Deal, who lost his father to cancer at age 10, was inspired to start the ministry following a hunting trip with a friend’s nephew, Bo Stewart.
“I took Bo hunting in 2017. He had lost his father, and I had lost my father,” Deal recalled. “At the time, I really didn’t think anything about it. But after being with him that afternoon, I got home and told my wife, ‘I don’t know what God is going to do with this, but he’s absolutely laid a heavy burden on my heart to do something with kids who have an absent parent.’”
A year later, SCM was formed with the help of Ariton Baptist Church. Besides Fishing Day, the group hosts an annual deer hunt. The kids also receive gifts from generous donors, such as matching Zebco fishing gear and tackle boxes filled with everything needed to reel in a platter-size bluegill or bass.
Though Deal and Bo’s first hunting trip was a bust, it founded a friendship built on shared experience and mutual love for the outdoors.
“When I first went hunting with him, I didn’t know Mr. Boyd that well,” said Bo, now 15. “But over the years, we’ve gotten really close. He goes to all my games. He’s a nice guy and kind of knows what I’m going through.”
Bo’s mom, Becky, said SCM has shown Bo and her daughters, Cate and Ann Presley, Christian love in action.
“I love that this shows men who love hunting and fishing and tying that in with their relationship with Christ and ability to serve — which is what God calls us to do,” she said.
Fishing Day volunteers included Henry County Farmers Federation Young Farmers; Dale County Farmers Federation President Chris Carroll and his family; Federation Agricultural Legislation Director Preston Roberts and his son, Sam; Ariton Baptist Church members; and people who shared their stories for a book Deal compiled, which helps fund the ministry.
“My Struggle, His Glory” captures testimonies about overcoming hardship — from death, disease and divorce to bankruptcy and brokenness. Deal felt called to publish the book in 2018. His goal was to collect 40 stories spanning 17 topics and 100,000 words.
“When God gives you a challenge, he will bless it, if it’s what he wants to happen,” Deal said. “I remember lying in bed truly in tears saying, ‘God, I know you told me to do this. I know I didn’t misunderstand,’ but I couldn’t get the last few stories. I said, ‘I’m going to give it back to you. If you want it to happen, you make it happen. If you don’t, I’m good with that. I just want you to know I’m going to be obedient and do what you asked me to do.’ The next day, we got three testimonies.”

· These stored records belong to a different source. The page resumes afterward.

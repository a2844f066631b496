//! # Servo Controller Module
//!
//! This module provides a unified servo control interface which can abstract over different types
//! of servo driver boards.
//!
//! Two layers are involved. [`ServoDriver`] is implemented per board type and speaks raw duty
//! cycles, while [`ServoCtrl`] collects a set of boards into a [`ServoBank`], the surface the
//! rest of the executable talks to. The bank deals in servo terms, angles for positional servos
//! and normalised throttles for continuous rotation ones, and owns the conversion into pulse
//! widths and duty cycles.

// ------------------------------------------------------------------------------------------------
// MODULES
// ------------------------------------------------------------------------------------------------

/// [`ServoDriver`] implementation for the Adafruit PCA9685 16 channel servo driver board.
pub mod pca9685;

/// [`ServoDriver`] implementation recording commands in memory, used off the rover.
pub mod sim;

// ------------------------------------------------------------------------------------------------
// IMPORTS
// ------------------------------------------------------------------------------------------------

use std::collections::HashMap;
use std::fmt;

// ------------------------------------------------------------------------------------------------
// CONSTANTS
// ------------------------------------------------------------------------------------------------

/// PWM frame frequency the driver boards are run at. Standard analogue servo timing.
pub const PWM_FREQUENCY_HZ: f64 = 50.0;

/// Width of one PWM frame in microseconds.
const FRAME_WIDTH_US: f64 = 1_000_000.0 / PWM_FREQUENCY_HZ;

/// Pulse width range used for channels with no explicit electrical configuration.
///
/// These are the values used by the servos fitted to the rover, full range over 750 to 2250 us.
pub const DEFAULT_PULSE_WIDTH_US: (f64, f64) = (750.0, 2250.0);

/// Actuation range used for positional channels with no explicit electrical configuration.
pub const DEFAULT_ACTUATION_RANGE_DEG: f64 = 180.0;

// ------------------------------------------------------------------------------------------------
// TRAITS
// ------------------------------------------------------------------------------------------------

/// Trait to provide a unified API for accessing servo driver boards.
pub trait ServoDriver {

    /// The type that the underlying driver uses for channel identification
    type Channel;

    /// Number of PWM channels the board provides.
    fn num_channels(&self) -> usize;

    /// Map a channel index onto the driver's channel type.
    ///
    /// Returns `None` if the board has no channel with that index.
    fn channel_from_index(&self, index: usize) -> Option<Self::Channel>;

    /// Set the duty cycle of a channel.
    ///
    /// ## Arguments
    /// - `channel` - The channel to set the duty cycle for
    /// - `duty_cycle` - The duty cycle to set. Must be a value between 0.0 and 1.0. Values outside
    ///   this range will be rejected.
    fn set_duty_cycle(&mut self, channel: Self::Channel, duty_cycle: f64) -> Result<(), ServoError>;
}

/// The servo-level interface onto a set of driver boards.
///
/// Channels are identified by [`ChannelAddr`]. Positional channels accept angles within their
/// actuation range, continuous rotation channels accept normalised throttles in [-1.0, +1.0].
pub trait ServoBank {

    /// Set the electrical configuration of a positional channel.
    ///
    /// Channels which are never configured use [`DEFAULT_ACTUATION_RANGE_DEG`] and
    /// [`DEFAULT_PULSE_WIDTH_US`]. Configuration is one time work done at startup, not something
    /// to repeat per command.
    fn configure_positional(
        &mut self,
        addr: ChannelAddr,
        actuation_range_deg: f64,
        pulse_width_us: (f64, f64)
    ) -> Result<(), ServoError>;

    /// Command a positional channel to an angle in degrees.
    fn set_angle_deg(&mut self, addr: ChannelAddr, angle_deg: f64) -> Result<(), ServoError>;

    /// Command a continuous rotation channel to a normalised throttle in [-1.0, +1.0].
    fn set_throttle(&mut self, addr: ChannelAddr, throttle: f64) -> Result<(), ServoError>;
}

// ------------------------------------------------------------------------------------------------
// STRUCTS
// ------------------------------------------------------------------------------------------------

/// Address of a single servo channel, a board index plus the channel index on that board.
#[derive(Debug, Clone, Copy, PartialEq, Eq, Hash)]
pub struct ChannelAddr {
    pub board: usize,
    pub channel: usize
}

/// A [`ServoBank`] over a homogeneous set of [`ServoDriver`] boards.
pub struct ServoCtrl<D: ServoDriver> {
    boards: Vec<D>,

    /// Electrical configuration of positional channels, keyed by address.
    positional_configs: HashMap<ChannelAddr, PositionalConfig>
}

/// Electrical configuration of one positional channel.
#[derive(Debug, Clone, Copy)]
struct PositionalConfig {
    actuation_range_deg: f64,
    pulse_width_us: (f64, f64)
}

// ------------------------------------------------------------------------------------------------
// ENUMS
// ------------------------------------------------------------------------------------------------

#[derive(thiserror::Error, Debug)]
pub enum ServoError {
    #[error("An I2C error occured")]
    I2c,

    #[error("Duty cycle must be between 0.0 and 1.0")]
    InvalidDutyCycle,

    #[error("Angle {angle_deg} deg is outside the actuation range of {actuation_range_deg} deg")]
    AngleOutOfRange {
        angle_deg: f64,
        actuation_range_deg: f64
    },

    #[error("Throttle {0} is outside [-1.0, +1.0]")]
    ThrottleOutOfRange(f64),

    #[error("No servo channel at {0}")]
    BadAddress(ChannelAddr),

    #[error("The servo driver rejected I2C address 0x{0:02X}")]
    BadI2cAddress(u8)
}

// ------------------------------------------------------------------------------------------------
// IMPLS
// ------------------------------------------------------------------------------------------------

impl<D: ServoDriver> ServoCtrl<D> {
    /// Create a new servo controller over the given boards.
    ///
    /// Board indexes in [`ChannelAddr`]s follow the order of this vector.
    pub fn new(boards: Vec<D>) -> Self {
        Self {
            boards,
            positional_configs: HashMap::new()
        }
    }

    /// Access the underlying driver boards.
    pub fn boards(&self) -> &[D] {
        &self.boards
    }

    /// Write a pulse width out to the channel at the given address.
    fn write_pulse(&mut self, addr: ChannelAddr, pulse_us: f64) -> Result<(), ServoError> {
        let duty_cycle = pulse_us / FRAME_WIDTH_US;

        let board = self.boards
            .get_mut(addr.board)
            .ok_or(ServoError::BadAddress(addr))?;
        let channel = board
            .channel_from_index(addr.channel)
            .ok_or(ServoError::BadAddress(addr))?;

        board.set_duty_cycle(channel, duty_cycle)
    }
}

impl<D: ServoDriver> ServoBank for ServoCtrl<D> {
    fn configure_positional(
        &mut self,
        addr: ChannelAddr,
        actuation_range_deg: f64,
        pulse_width_us: (f64, f64)
    ) -> Result<(), ServoError> {
        // Check the address up front so a bad configuration fails at startup rather than on the
        // first command
        let board = self.boards
            .get(addr.board)
            .ok_or(ServoError::BadAddress(addr))?;
        board
            .channel_from_index(addr.channel)
            .ok_or(ServoError::BadAddress(addr))?;

        self.positional_configs.insert(
            addr,
            PositionalConfig {
                actuation_range_deg,
                pulse_width_us
            }
        );

        Ok(())
    }

    fn set_angle_deg(&mut self, addr: ChannelAddr, angle_deg: f64) -> Result<(), ServoError> {
        let config = self.positional_configs
            .get(&addr)
            .copied()
            .unwrap_or_default();

        if !angle_deg.is_finite()
            || angle_deg < 0.0
            || angle_deg > config.actuation_range_deg
        {
            return Err(ServoError::AngleOutOfRange {
                angle_deg,
                actuation_range_deg: config.actuation_range_deg
            })
        }

        let pulse_us = util::maths::lin_map(
            (0.0, config.actuation_range_deg),
            config.pulse_width_us,
            angle_deg
        );

        self.write_pulse(addr, pulse_us)
    }

    fn set_throttle(&mut self, addr: ChannelAddr, throttle: f64) -> Result<(), ServoError> {
        if !throttle.is_finite() || throttle < -1.0 || throttle > 1.0 {
            return Err(ServoError::ThrottleOutOfRange(throttle))
        }

        // Continuous rotation channels run on the default electrical configuration, a zero
        // throttle sits at the middle of the pulse range
        let pulse_us = util::maths::lin_map(
            (-1.0, 1.0),
            DEFAULT_PULSE_WIDTH_US,
            throttle
        );

        self.write_pulse(addr, pulse_us)
    }
}

impl Default for PositionalConfig {
    fn default() -> Self {
        Self {
            actuation_range_deg: DEFAULT_ACTUATION_RANGE_DEG,
            pulse_width_us: DEFAULT_PULSE_WIDTH_US
        }
    }
}

impl fmt::Display for ChannelAddr {
    fn fmt(&self, f: &mut fmt::Formatter) -> fmt::Result {
        write!(f, "board {} channel {}", self.board, self.channel)
    }
}

// ------------------------------------------------------------------------------------------------
// TESTS
// ------------------------------------------------------------------------------------------------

The book includes contributions from Deal and wife Leah, as well as Federation members and staff, Alfa Insurance employees and other friends and acquaintances. Federation Graphic Designer Laura Unger illustrated the cover.
Becky said “My Struggle, His Glory” gave her and Cate, now 19, a chance to write about how their faith and relationship grew following the death of her husband, Chad, at age 41.
“Chad was huge outdoorsman,” she said. “He loved to hunt and fish and be on the land. This ministry offers the things he loved. Seeing Bo learn to love hunting and fishing through this has to please him so much.”
Deal credits God and those who’ve given their stories, money and time for the success of the book and SCM. He hopes others will start similar ministries and is eager to share what he’s learned.
“In the absence of my dad, I had good, Godly people who invested in my life,” he said. “Some of those were teachers, some were coaches, some were just family friends. That’s what I’m trying to do now — give back to people with that same need.”